Writing about tenor saxophonist Johnny Lippiett got me thinking about other tenor players, especially Coleman Hawkins, who effectively introduced the instrument to jazz, turning it into the pre-eminent and perhaps most expressive instrument of the music.Those thoughts also reminded me I was lucky enough to hear Hawkins play at Birmingham Town Hall in the 1960s, in fact not long before he died in May 1969. It was one of the most moving experiences of my life.
The concert in question was one of those Jazz At The Philharmonic things that were, thankfully, all the rage in the 1950s and 1960s, managing to bring together some of the greatest American players of the preceding 40 years or so; players who very quickly turned the events into brilliant three hour jam sessions.
If memory serves me correctly the line-up back in 1969 included Louis Bellson drums, Buck Clayton trumpet, and Teddy Wilson piano, oh, and Vic Dickenson trombone. There was another sax player who might have been Zoot Sims, but I'm not sure.
It was a great concert, although Hawkins didn't appear until the last ten minutes, but when he did ( he was helped on by another musician who placed him against the curve of the piano) his somewhat battered sax suspended from his neck, the spotlight narrowed, Hawkins looked-up to his audience and, smiling, counted Wilson in to the introduction of his signature tune, Body and Soul, the recording of which, some thirty years earlier had turned Hawkins into a legend. And when he placed his gold-plated Selmer tenor sax between his lips I don't think anyone was prepared for what they were about to hear.

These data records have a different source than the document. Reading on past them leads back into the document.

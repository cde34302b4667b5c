//! Invoke a callback that lives on one thread from any other thread.
//!
//! A [`Dispatcher`] binds a receiver and a callback, both [`Value`]s owned by the consumer
//! thread, to a thread-safe submission channel. Producer threads submit
//! [`ArgumentBuilder`]s; each builder runs on the consumer thread, inside its
//! [`Executor`], and its result becomes the argument list of one callback invocation.
//!
//! ```
//! # use callback_bridge::{Dispatcher, Executor, Value};
//! # use std::sync::Arc;
//! let executor = Executor::new("consumer");
//! let receiver = Value::object([("name", Value::from("listener"))]);
//! let callback = Value::function(|this, args| {
//!     println!("{:?} got {:?}", this, args);
//! });
//!
//! let dispatcher = Arc::new(Dispatcher::new(&executor, receiver, callback).unwrap());
//!
//! let producer = std::thread::spawn({
//!     let dispatcher = dispatcher.clone();
//!     move || {
//!         let payload = vec![1u8, 2, 3];
//!         dispatcher.submit(move |_| vec![Value::from("data"), Value::buffer(payload)]);
//!     }
//! });
//!
//! producer.join().unwrap();
//! executor.run_pending();
//! ```

mod dispatcher;
pub mod error;
mod options;
mod value;

pub use dispatcher::*;
pub use error::{Error, ErrorKind, Result};
pub use options::*;
pub use value::*;

pub use local_executor::Executor;
//! The closed set of events an event source can emit.

use btuuid::BluetoothUuid;
use callback_bridge::Value;

use crate::peripheral::{
    AdvertisementData, DiscoveredCharacteristic, Peripheral, PeripheralId, RadioState,
};
use crate::util::uuid_string;

/// One event, with all of its data owned so it can cross to the consumer thread.
#[derive(Debug, Clone, PartialEq, Eq)]
pub enum Event {
    StateChange(RadioState),
    ScanStateChange {
        started: bool,
    },
    Discover {
        id: PeripheralId,
        rssi: i16,
        peripheral: Peripheral,
    },
    Connect {
        id: PeripheralId,
        error: Option<String>,
    },
    Disconnect {
        id: PeripheralId,
    },
    RssiUpdate {
        id: PeripheralId,
        rssi: i16,
    },
    ServicesDiscover {
        id: PeripheralId,
        services: Vec<BluetoothUuid>,
    },
    IncludedServicesDiscover {
        id: PeripheralId,
        service: BluetoothUuid,
        services: Vec<BluetoothUuid>,
    },
    CharacteristicsDiscover {
        id: PeripheralId,
        service: BluetoothUuid,
        characteristics: Vec<DiscoveredCharacteristic>,
    },
    Read {
        id: PeripheralId,
        service: BluetoothUuid,
        characteristic: BluetoothUuid,
        data: Vec<u8>,
        is_notification: bool,
    },
    Write {
        id: PeripheralId,
        service: BluetoothUuid,
        characteristic: BluetoothUuid,
    },
    Notify {
        id: PeripheralId,
        service: BluetoothUuid,
        characteristic: BluetoothUuid,
        state: bool,
    },
    DescriptorsDiscover {
        id: PeripheralId,
        service: BluetoothUuid,
        characteristic: BluetoothUuid,
        descriptors: Vec<BluetoothUuid>,
    },
    ValueRead {
        id: PeripheralId,
        service: BluetoothUuid,
        characteristic: BluetoothUuid,
        descriptor: BluetoothUuid,
        data: Vec<u8>,
    },
    ValueWrite {
        id: PeripheralId,
        service: BluetoothUuid,
        characteristic: BluetoothUuid,
        descriptor: BluetoothUuid,
    },
    HandleRead {
        id: PeripheralId,
        handle: u16,
        data: Vec<u8>,
    },
    HandleWrite {
        id: PeripheralId,
        handle: u16,
    },
}

impl Event {
    /// The name passed as the first callback argument.
    pub fn name(&self) -> &'static str {
        match self {
            Event::StateChange(_) => "stateChange",
            Event::ScanStateChange { started: true } => "scanStart",
            Event::ScanStateChange { started: false } => "scanStop",
            Event::Discover { .. } => "discover",
            Event::Connect { .. } => "connect",
            Event::Disconnect { .. } => "disconnect",
            Event::RssiUpdate { .. } => "rssiUpdate",
            Event::ServicesDiscover { .. } => "servicesDiscover",
            Event::IncludedServicesDiscover { .. } => "includedServicesDiscover",
            Event::CharacteristicsDiscover { .. } => "characteristicsDiscover",
            Event::Read { .. } => "read",
            Event::Write { .. } => "write",
            Event::Notify { .. } => "notify",
            Event::DescriptorsDiscover { .. } => "descriptorsDiscover",
            Event::ValueRead { .. } => "valueRead",
            Event::ValueWrite { .. } => "valueWrite",
            Event::HandleRead { .. } => "handleRead",
            Event::HandleWrite { .. } => "handleWrite",
        }
    }

    /// The peripheral the event concerns, if any.
    pub fn peripheral_id(&self) -> Option<&PeripheralId> {
        match self {
            Event::StateChange(_) | Event::ScanStateChange { .. } => None,
            Event::Discover { id, .. }
            | Event::Connect { id, .. }
            | Event::Disconnect { id }
            | Event::RssiUpdate { id, .. }
            | Event::ServicesDiscover { id, .. }
            | Event::IncludedServicesDiscover { id, .. }
            | Event::CharacteristicsDiscover { id, .. }
            | Event::Read { id, .. }
            | Event::Write { id, .. }
            | Event::Notify { id, .. }
            | Event::DescriptorsDiscover { id, .. }
            | Event::ValueRead { id, .. }
            | Event::ValueWrite { id, .. }
            | Event::HandleRead { id, .. }
            | Event::HandleWrite { id, .. } => Some(id),
        }
    }

    /// Builds the callback argument list: the event name followed by the event's data.
    ///
    /// The values are bound to the calling thread, so this runs on the consumer.
    pub fn into_args(self) -> Vec<Value> {
        let mut args = vec![Value::from(self.name())];

        match self {
            Event::StateChange(state) => args.push(state.as_str().into()),
            Event::ScanStateChange { .. } => {}
            Event::Discover {
                id,
                rssi,
                peripheral,
            } => args.extend([
                Value::from(id),
                peripheral.address.into(),
                peripheral.address_type.as_str().into(),
                peripheral.connectable.into(),
                advertisement(peripheral.advertisement),
                rssi.into(),
            ]),
            Event::Connect { id, error } => {
                args.extend([Value::from(id), error.map_or(Value::Null, Value::from)])
            }
            Event::Disconnect { id } => args.push(Value::from(id)),
            Event::RssiUpdate { id, rssi } => args.extend([Value::from(id), rssi.into()]),
            Event::ServicesDiscover { id, services } => {
                args.extend([Value::from(id), uuid_array(&services)])
            }
            Event::IncludedServicesDiscover {
                id,
                service,
                services,
            } => args.extend([
                Value::from(id),
                uuid_value(&service),
                uuid_array(&services),
            ]),
            Event::CharacteristicsDiscover {
                id,
                service,
                characteristics,
            } => args.extend([
                Value::from(id),
                uuid_value(&service),
                Value::array(characteristics.iter().map(|characteristic| {
                    Value::object([
                        ("uuid", uuid_value(&characteristic.uuid)),
                        (
                            "properties",
                            Value::array(
                                characteristic
                                    .properties
                                    .iter()
                                    .map(|property| property.as_str().into()),
                            ),
                        ),
                    ])
                })),
            ]),
            Event::Read {
                id,
                service,
                characteristic,
                data,
                is_notification,
            } => args.extend([
                Value::from(id),
                uuid_value(&service),
                uuid_value(&characteristic),
                Value::buffer(data),
                is_notification.into(),
            ]),
            Event::Write {
                id,
                service,
                characteristic,
            } => args.extend([
                Value::from(id),
                uuid_value(&service),
                uuid_value(&characteristic),
            ]),
            Event::Notify {
                id,
                service,
                characteristic,
                state,
            } => args.extend([
                Value::from(id),
                uuid_value(&service),
                uuid_value(&characteristic),
                state.into(),
            ]),
            Event::DescriptorsDiscover {
                id,
                service,
                characteristic,
                descriptors,
            } => args.extend([
                Value::from(id),
                uuid_value(&service),
                uuid_value(&characteristic),
                uuid_array(&descriptors),
            ]),
            Event::ValueRead {
                id,
                service,
                characteristic,
                descriptor,
                data,
            } => args.extend([
                Value::from(id),
                uuid_value(&service),
                uuid_value(&characteristic),
                uuid_value(&descriptor),
                Value::buffer(data),
            ]),
            Event::ValueWrite {
                id,
                service,
                characteristic,
                descriptor,
            } => args.extend([
                Value::from(id),
                uuid_value(&service),
                uuid_value(&characteristic),
                uuid_value(&descriptor),
            ]),
            Event::HandleRead { id, handle, data } => {
                args.extend([Value::from(id), handle.into(), Value::buffer(data)])
            }
            Event::HandleWrite { id, handle } => args.extend([Value::from(id), handle.into()]),
        }

        args
    }
}

impl From<PeripheralId> for Value {
    fn from(id: PeripheralId) -> Self {
        Value::String(id.to_string())
    }
}

fn uuid_value(uuid: &BluetoothUuid) -> Value {
    Value::String(uuid_string(uuid))
}

fn uuid_array(uuids: &[BluetoothUuid]) -> Value {
    Value::array(uuids.iter().map(uuid_value))
}

fn advertisement(data: AdvertisementData) -> Value {
    Value::object([
        ("localName", data.local_name.into()),
        ("txPowerLevel", data.tx_power_level.into()),
        (
            "manufacturerData",
            data.manufacturer_data.map_or(Value::Undefined, Value::buffer),
        ),
        (
            "serviceData",
            Value::array(data.service_data.into_iter().map(|(uuid, data)| {
                Value::object([("uuid", uuid_value(&uuid)), ("data", Value::buffer(data))])
            })),
        ),
        ("serviceUuids", uuid_array(&data.service_uuids)),
    ])
}

#[cfg(test)]
mod tests {
    use super::*;
    use crate::peripheral::{AddressType, CharacteristicProperty};

    const BATTERY: BluetoothUuid = BluetoothUuid::Uuid16(btuuid::BluetoothUuid16::new(0x180f));
    const LEVEL: BluetoothUuid = BluetoothUuid::Uuid16(btuuid::BluetoothUuid16::new(0x2a19));
    const CCCD: BluetoothUuid = BluetoothUuid::Uuid16(btuuid::BluetoothUuid16::new(0x2902));

    fn id() -> PeripheralId {
        PeripheralId::from("AA:BB:CC:DD:EE:FF")
    }

    #[test]
    fn scan_state_events_carry_only_a_name() {
        assert_eq!(
            Event::ScanStateChange { started: true }.into_args(),
            [Value::from("scanStart")]
        );
        assert_eq!(
            Event::ScanStateChange { started: false }.into_args(),
            [Value::from("scanStop")]
        );
    }

    #[test]
    fn discover_builds_advertisement_object() {
        let peripheral = Peripheral {
            address: String::from("aa:bb:cc:dd:ee:ff"),
            address_type: AddressType::Random,
            connectable: true,
            advertisement: AdvertisementData {
                local_name: Some(String::from("Sensor")),
                tx_power_level: None,
                manufacturer_data: Some(vec![0x4c, 0x00, 0x02]),
                service_data: vec![(BATTERY, vec![99])],
                service_uuids: vec![BATTERY],
            },
        };

        let args = Event::Discover {
            id: id(),
            rssi: -40,
            peripheral,
        }
        .into_args();

        assert_eq!(args.len(), 7);
        assert_eq!(args[0], Value::from("discover"));
        assert_eq!(args[1], Value::from("AA:BB:CC:DD:EE:FF"));
        assert_eq!(args[2], Value::from("aa:bb:cc:dd:ee:ff"));
        assert_eq!(args[3], Value::from("random"));
        assert_eq!(args[4], Value::from(true));
        assert_eq!(args[6], Value::from(-40i16));

        let adv = args[5].as_object().unwrap();
        assert_eq!(adv.get("localName"), Value::from("Sensor"));
        assert!(adv.get("txPowerLevel").is_undefined());
        assert_eq!(adv.get("manufacturerData"), Value::buffer([0x4cu8, 0x00, 0x02]));
        assert_eq!(adv.get("serviceUuids"), Value::array([Value::from("180f")]));

        let service_data = adv.get("serviceData");
        let entry = service_data.as_array().unwrap()[0].as_object().unwrap().clone();
        assert_eq!(entry.get("uuid"), Value::from("180f"));
        assert_eq!(entry.get("data"), Value::buffer([99u8]));
    }

    #[test]
    fn connect_error_is_null_when_absent() {
        let ok = Event::Connect {
            id: id(),
            error: None,
        };
        assert_eq!(ok.into_args()[2], Value::Null);

        let failed = Event::Connect {
            id: id(),
            error: Some(String::from("connection timeout")),
        };
        assert_eq!(failed.into_args()[2], Value::from("connection timeout"));
    }

    #[test]
    fn characteristics_carry_property_names() {
        let args = Event::CharacteristicsDiscover {
            id: id(),
            service: BATTERY,
            characteristics: vec![DiscoveredCharacteristic {
                uuid: LEVEL,
                properties: CharacteristicProperty::from_bits(0x12),
            }],
        }
        .into_args();

        assert_eq!(args[2], Value::from("180f"));
        let characteristic = args[3].as_array().unwrap()[0].as_object().unwrap().clone();
        assert_eq!(characteristic.get("uuid"), Value::from("2a19"));
        assert_eq!(
            characteristic.get("properties"),
            Value::array([Value::from("read"), Value::from("notify")])
        );
    }

    #[test]
    fn descriptor_events_name_the_full_path() {
        let args = Event::ValueRead {
            id: id(),
            service: BATTERY,
            characteristic: LEVEL,
            descriptor: CCCD,
            data: vec![1, 0],
        }
        .into_args();

        assert_eq!(
            args,
            [
                Value::from("valueRead"),
                Value::from("AA:BB:CC:DD:EE:FF"),
                Value::from("180f"),
                Value::from("2a19"),
                Value::from("2902"),
                Value::buffer([1u8, 0]),
            ]
        );
    }

    #[test]
    fn handle_events_use_numeric_handles() {
        let args = Event::HandleWrite {
            id: id(),
            handle: 0x002a,
        }
        .into_args();
        assert_eq!(
            args,
            [
                Value::from("handleWrite"),
                Value::from("AA:BB:CC:DD:EE:FF"),
                Value::from(42u16),
            ]
        );
    }

    #[test]
    fn peripheral_id_is_exposed_for_peripheral_events() {
        assert!(Event::StateChange(RadioState::PoweredOn).peripheral_id().is_none());
        assert_eq!(
            Event::Disconnect { id: id() }.peripheral_id(),
            Some(&id())
        );
    }
}
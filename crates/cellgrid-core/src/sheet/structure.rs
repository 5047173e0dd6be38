use cellgrid_engine::engine::CellRef;

use super::state::SheetState;

/// Axis for row/column operations
#[derive(Copy, Clone, Debug, PartialEq, Eq)]
pub(crate) enum Axis {
    Row,
    Column,
}

impl Axis {
    fn coord(self, cell: &CellRef) -> usize {
        match self {
            Axis::Row => cell.row,
            Axis::Column => cell.col,
        }
    }

    /// Same cell with its coordinate on this axis replaced.
    fn with_coord(self, cell: &CellRef, coord: usize) -> CellRef {
        match self {
            Axis::Row => CellRef::new(coord, cell.col),
            Axis::Column => CellRef::new(cell.row, coord),
        }
    }

    fn count(self, state: &SheetState) -> usize {
        match self {
            Axis::Row => state.rows,
            Axis::Column => state.cols,
        }
    }

    fn count_mut(self, state: &mut SheetState) -> &mut usize {
        match self {
            Axis::Row => &mut state.rows,
            Axis::Column => &mut state.cols,
        }
    }

    fn name(self) -> &'static str {
        match self {
            Axis::Row => "row",
            Axis::Column => "column",
        }
    }
}

impl SheetState {
    pub(crate) fn grow(&mut self, axis: Axis, n: usize) {
        let count = axis.count_mut(self);
        *count = count.saturating_add(n);
    }

    /// Open an empty line at `position`, shifting every occupied cell at or
    /// past it by one. Only populated cells are visited. Refused when the
    /// axis is already at its maximum size.
    pub(crate) fn insert_line(&mut self, axis: Axis, position: usize) {
        let count = axis.count(self);
        if count.checked_add(1).is_none() {
            tracing::warn!(axis = axis.name(), position, "insert refused: axis is full");
            return;
        }
        let at = position.min(count);
        if at != position {
            tracing::warn!(axis = axis.name(), position, clamped = at, "insert position clamped");
        }

        // Occupied coordinates are below `count`, so `coord + 1` cannot overflow.
        let moved = self.cells.remove_where(|cell| axis.coord(cell) >= at);
        let shifted = moved.len();
        for (cell, content) in moved {
            let target = axis.with_coord(&cell, axis.coord(&cell) + 1);
            self.cells.set(target, content);
        }
        if let Some(edit) = &mut self.editing
            && axis.coord(&edit.cell) >= at
        {
            edit.cell = axis.with_coord(&edit.cell, axis.coord(&edit.cell) + 1);
        }
        self.grow(axis, 1);
        self.clamp_selection();
        tracing::debug!(axis = axis.name(), at, shifted, "line inserted");
    }

    /// Drop every cell on the line at `position` and shift later cells back by
    /// one. Dimensions are left as they are. An edit on the deleted line is
    /// abandoned.
    pub(crate) fn delete_line(&mut self, axis: Axis, position: usize) {
        let count = axis.count(self);
        if count == 0 {
            tracing::warn!(axis = axis.name(), position, "delete on empty axis ignored");
            return;
        }
        let at = position.min(count - 1);
        if at != position {
            tracing::warn!(axis = axis.name(), position, clamped = at, "delete position clamped");
        }

        let removed = self.cells.remove_where(|cell| axis.coord(cell) >= at);
        for (cell, content) in removed {
            let coord = axis.coord(&cell);
            if coord > at {
                self.cells.set(axis.with_coord(&cell, coord - 1), content);
            }
        }
        self.editing = self.editing.take().and_then(|mut edit| {
            let coord = axis.coord(&edit.cell);
            if coord == at {
                return None;
            }
            if coord > at {
                edit.cell = axis.with_coord(&edit.cell, coord - 1);
            }
            Some(edit)
        });
        tracing::debug!(axis = axis.name(), at, "line deleted");
    }

    /// Grow dimensions so `cell` is inside the grid. False when no grid of
    /// `usize` dimensions can contain it.
    pub(crate) fn fit(&mut self, cell: &CellRef) -> bool {
        if self.in_bounds(cell) {
            return true;
        }
        let (Some(rows), Some(cols)) = (cell.row.checked_add(1), cell.col.checked_add(1)) else {
            tracing::warn!(%cell, "cell lies past the largest possible grid");
            return false;
        };
        tracing::debug!(%cell, rows = self.rows, cols = self.cols, "grid grown to fit cell");
        self.rows = self.rows.max(rows);
        self.cols = self.cols.max(cols);
        true
    }
}
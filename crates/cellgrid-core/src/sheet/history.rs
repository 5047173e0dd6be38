use std::collections::VecDeque;

use super::state::SheetState;

/// Maximum number of undo snapshots kept by default.
pub const DEFAULT_HISTORY_DEPTH: usize = 50;

/// Bounded undo/redo stacks of whole-state snapshots.
#[derive(Debug, Clone)]
pub struct History {
    past: VecDeque<SheetState>,
    future: Vec<SheetState>,
    depth: usize,
}

impl History {
    pub fn new(depth: usize) -> Self {
        History {
            past: VecDeque::with_capacity(depth.min(DEFAULT_HISTORY_DEPTH)),
            future: Vec::new(),
            depth,
        }
    }

    /// Record the state as it was before a mutating action.
    pub(crate) fn record(&mut self, before: SheetState) {
        self.future.clear();
        self.push_past(before);
    }

    fn push_past(&mut self, state: SheetState) {
        self.past.push_back(state);
        while self.past.len() > self.depth {
            self.past.pop_front();
            tracing::trace!(depth = self.depth, "oldest snapshot evicted");
        }
    }

    /// Swap `current` with the newest past snapshot. False if there is none.
    pub(crate) fn undo(&mut self, current: &mut SheetState) -> bool {
        let Some(previous) = self.past.pop_back() else {
            return false;
        };
        self.future.push(std::mem::replace(current, previous));
        true
    }

    /// Swap `current` with the newest future snapshot. False if there is none.
    pub(crate) fn redo(&mut self, current: &mut SheetState) -> bool {
        let Some(next) = self.future.pop() else {
            return false;
        };
        let now = std::mem::replace(current, next);
        self.push_past(now);
        true
    }

    pub fn can_undo(&self) -> bool {
        !self.past.is_empty()
    }

    pub fn can_redo(&self) -> bool {
        !self.future.is_empty()
    }

    pub fn past_len(&self) -> usize {
        self.past.len()
    }

    pub fn future_len(&self) -> usize {
        self.future.len()
    }

    pub fn depth(&self) -> usize {
        self.depth
    }

    pub fn clear(&mut self) {
        self.past.clear();
        self.future.clear();
    }
}
//! Delimited-text tokenizing for bulk loads.

/// Split `content` into rows of fields. Line endings may be `\n` or `\r\n`.
pub fn parse_delimited(content: &str, delimiter: char) -> Vec<Vec<String>> {
    content
        .lines()
        .map(|line| parse_delimited_line(line, delimiter))
        .collect()
}

/// Parse a single line, handling quoted fields and doubled quotes.
/// Unquoted fields are trimmed; quoted fields keep their whitespace.
pub fn parse_delimited_line(line: &str, delimiter: char) -> Vec<String> {
    let mut fields = Vec::new();
    let mut current = String::new();
    let mut in_quotes = false;
    let mut field_was_quoted = false;
    let mut chars = line.chars().peekable();

    while let Some(c) = chars.next() {
        if in_quotes {
            if c == '"' {
                if chars.peek() == Some(&'"') {
                    current.push('"');
                    chars.next();
                } else {
                    in_quotes = false;
                }
            } else {
                current.push(c);
            }
        } else if c == '"' {
            in_quotes = true;
            field_was_quoted = true;
        } else if c == delimiter {
            fields.push(finish_field(std::mem::take(&mut current), field_was_quoted));
            field_was_quoted = false;
        } else {
            current.push(c);
        }
    }
    fields.push(finish_field(current, field_was_quoted));
    fields
}

fn finish_field(field: String, quoted: bool) -> String {
    if quoted {
        field
    } else {
        field.trim().to_string()
    }
}

/// Parse a `--delimiter` argument: one character, or `\t` / `tab`.
pub fn parse_delimiter(arg: &str) -> Option<char> {
    match arg {
        "\\t" | "tab" => Some('\t'),
        _ => {
            let mut chars = arg.chars();
            let c = chars.next()?;
            if chars.next().is_some() || c == '"' {
                return None;
            }
            Some(c)
        }
    }
}
//! Cell coordinates and spreadsheet-style addressing.
//!
//! Provides bidirectional conversion between A1 references (e.g., "A1", "B2",
//! "AA100") and zero-indexed row/column coordinates, plus the column label
//! bijection (0 <-> "A", 25 <-> "Z", 26 <-> "AA").
//!
//! # Examples
//!
//! ```
//! use cellgrid_engine::engine::CellRef;
//!
//! let cell = CellRef::parse("B3").unwrap();
//! assert_eq!(cell.row, 2);
//! assert_eq!(cell.col, 1); // 0-indexed
//! assert_eq!(cell.to_string(), "B3");
//! ```

use regex::Regex;
use serde::{Deserialize, Serialize};
use std::fmt;
use std::sync::LazyLock;

static A1_RE: LazyLock<Regex> = LazyLock::new(|| {
    Regex::new(r"^(?<letters>[A-Za-z]+)(?<numbers>[0-9]+)$").expect("valid A1 regex")
});

/// A grid coordinate (0-indexed, row-major).
#[derive(
    Clone, Copy, Debug, Default, Hash, Eq, PartialEq, Ord, PartialOrd, Serialize, Deserialize,
)]
pub struct CellRef {
    pub row: usize,
    pub col: usize,
}

impl CellRef {
    pub fn new(row: usize, col: usize) -> CellRef {
        CellRef { row, col }
    }

    /// Parse a cell reference from A1 notation (e.g., "A1", "b2", "AA10").
    /// Returns None if the input is invalid or does not fit in `usize`.
    pub fn parse(name: &str) -> Option<CellRef> {
        let caps = A1_RE.captures(name)?;
        let col = letters_to_col(&caps["letters"])?;
        let row = caps["numbers"].parse::<usize>().ok()?.checked_sub(1)?;
        Some(CellRef::new(row, col))
    }

    /// Clamp into a grid of `rows` x `cols`. A zero-sized axis clamps to 0.
    pub fn clamped(self, rows: usize, cols: usize) -> CellRef {
        CellRef::new(
            self.row.min(rows.saturating_sub(1)),
            self.col.min(cols.saturating_sub(1)),
        )
    }
}

/// Convert column index to spreadsheet-style letters (0 -> A, 25 -> Z, 26 -> AA).
pub fn col_to_letters(col: usize) -> String {
    let mut result = String::new();
    let mut n = col as u128 + 1;
    while n > 0 {
        n -= 1;
        result.insert(0, (b'A' + (n % 26) as u8) as char);
        n /= 26;
    }
    result
}

/// Convert spreadsheet-style letters back to a column index ("A" -> 0, "AA" -> 26).
/// Case-insensitive; None for empty input, non-letters, or overflow.
pub fn letters_to_col(letters: &str) -> Option<usize> {
    if letters.is_empty() {
        return None;
    }
    let mut acc = 0usize;
    for c in letters.bytes() {
        if !c.is_ascii_alphabetic() {
            return None;
        }
        let digit = (c.to_ascii_uppercase() - b'A') as usize + 1;
        acc = acc.checked_mul(26)?.checked_add(digit)?;
    }
    acc.checked_sub(1)
}

impl std::str::FromStr for CellRef {
    type Err = String;

    fn from_str(s: &str) -> Result<Self, Self::Err> {
        Self::parse(s).ok_or_else(|| format!("Invalid cell reference: {}", s))
    }
}

impl fmt::Display for CellRef {
    fn fmt(&self, f: &mut fmt::Formatter<'_>) -> fmt::Result {
        write!(f, "{}{}", col_to_letters(self.col), self.row + 1)
    }
}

Like most Hawkins fans I was familiar with the Johnny Green song and was quite prepared to hear something of a pastiche. No way. Hawkins (although not well, and sporting a large beard that was a contradiction of his usual sartorial elegance) created a totally new composition that built in effortless upward layers of sound that came out of that well travelled horn with an exquisite fullness that belied the man's obvious fragility; and it was a fullness that overflowed with emotion - as if he knew he was nearing his end - that by the time Teddy Wilson gently played the last feathery chord, that went deliciously hand-in-hand with Hawkins' last breathy kiss of the reed, I was in tears, and knew I'd heard something quite unique from a master artist of unrivalled brilliance who, like Armstrong, changed the way we listen to music.